[Dataset items]
______

//! Light units and the per-frame samples the rasterizer shades with.

use glam::{Mat4, Vec3};
use tracing::error;

use crate::rendering::Rgba;
use crate::scene::InstanceSnapshot;

#[derive(Clone, Copy, Debug, PartialEq, Eq)]
pub enum LightKind {
    Directional,
    Point,
    Spot,
    /// Volumetric domain lighting is not implemented; compiling one logs an
    /// error and the light is skipped.
    Domain,
}

/// Projection parameters per light kind, carried for shadow mapping even
/// though no shadow pass exists yet.
#[derive(Clone, Copy, Debug)]
pub enum LightProjection {
    Orthographic { extent: f32, near: f32, far: f32 },
    Perspective { fov: f32, near: f32, far: f32 },
    Cube { near: f32, far: f32 },
}

/// A light unit. Direction and position come from the first bound instance;
/// an unbound light sits at the origin shining down -Z.
#[derive(Clone, Debug)]
pub struct Light {
    pub kind: LightKind,
    pub color: Rgba,
    pub projection: LightProjection,
    pub instances: Vec<InstanceSnapshot>,
}

impl Light {
    pub fn directional(color: Rgba) -> Self {
        Light {
            kind: LightKind::Directional,
            color,
            projection: LightProjection::Orthographic {
                extent: 50.0,
                near: 0.1,
                far: 200.0,
            },
            instances: Vec::new(),
        }
    }

    pub fn point(color: Rgba) -> Self {
        Light {
            kind: LightKind::Point,
            color,
            projection: LightProjection::Cube { near: 0.1, far: 100.0 },
            instances: Vec::new(),
        }
    }

    pub fn spot(color: Rgba, fov: f32) -> Self {
        Light {
            kind: LightKind::Spot,
            color,
            projection: LightProjection::Perspective { fov, near: 0.1, far: 100.0 },
            instances: Vec::new(),
        }
    }

    fn transform(&self) -> Mat4 {
        self.instances
            .first()
            .map(|i| i.transform)
            .unwrap_or(Mat4::IDENTITY)
    }

    /// World-space forward axis of the light.
    pub fn direction(&self) -> Vec3 {
        let dir = self.transform().transform_vector3(Vec3::NEG_Z);
        dir.normalize_or_zero()
    }

    pub fn position(&self) -> Vec3 {
        self.transform().w_axis.truncate()
    }

    /// Shadow-map projection for this light. One face for directional and
    /// spot lights; point lights would render six of these around the cube.
    pub fn projection_matrix(&self) -> Mat4 {
        match self.projection {
            LightProjection::Orthographic { extent, near, far } => {
                Mat4::orthographic_rh_gl(-extent, extent, -extent, extent, near, far)
            }
            LightProjection::Perspective { fov, near, far } => {
                Mat4::perspective_rh_gl(fov, 1.0, near, far)
            }
            LightProjection::Cube { near, far } => {
                Mat4::perspective_rh_gl(std::f32::consts::FRAC_PI_2, 1.0, near, far)
            }
        }
    }

    /// Flatten into the plain-data sample the rasterizer reads. Domain
    /// lights have no sample.
    pub fn sample(&self) -> Option<LightSample> {
        if self.kind == LightKind::Domain {
            error!("domain lights are not implemented; light skipped");
            return None;
        }
        Some(LightSample {
            kind: self.kind,
            color: self.color.to_vec4().truncate(),
            direction: self.direction(),
            position: self.position(),
        })
    }
}

/// Per-frame snapshot of one light, in world space.
#[derive(Clone, Copy, Debug)]
pub struct LightSample {
    pub kind: LightKind,
    pub color: Vec3,
    pub direction: Vec3,
    pub position: Vec3,
}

______

→ Your assignment: Using the data above, restate word for word the lines from its opening line through the line that contains "light is skipped.", and no more.

→ Completed task:
//! Light units and the per-frame samples the rasterizer shades with.

use glam::{Mat4, Vec3};
use tracing::error;

use crate::rendering::Rgba;
use crate::scene::InstanceSnapshot;

#[derive(Clone, Copy, Debug, PartialEq, Eq)]
pub enum LightKind {
    Directional,
    Point,
    Spot,
    /// Volumetric domain lighting is not implemented; compiling one logs an
    /// error and the light is skipped.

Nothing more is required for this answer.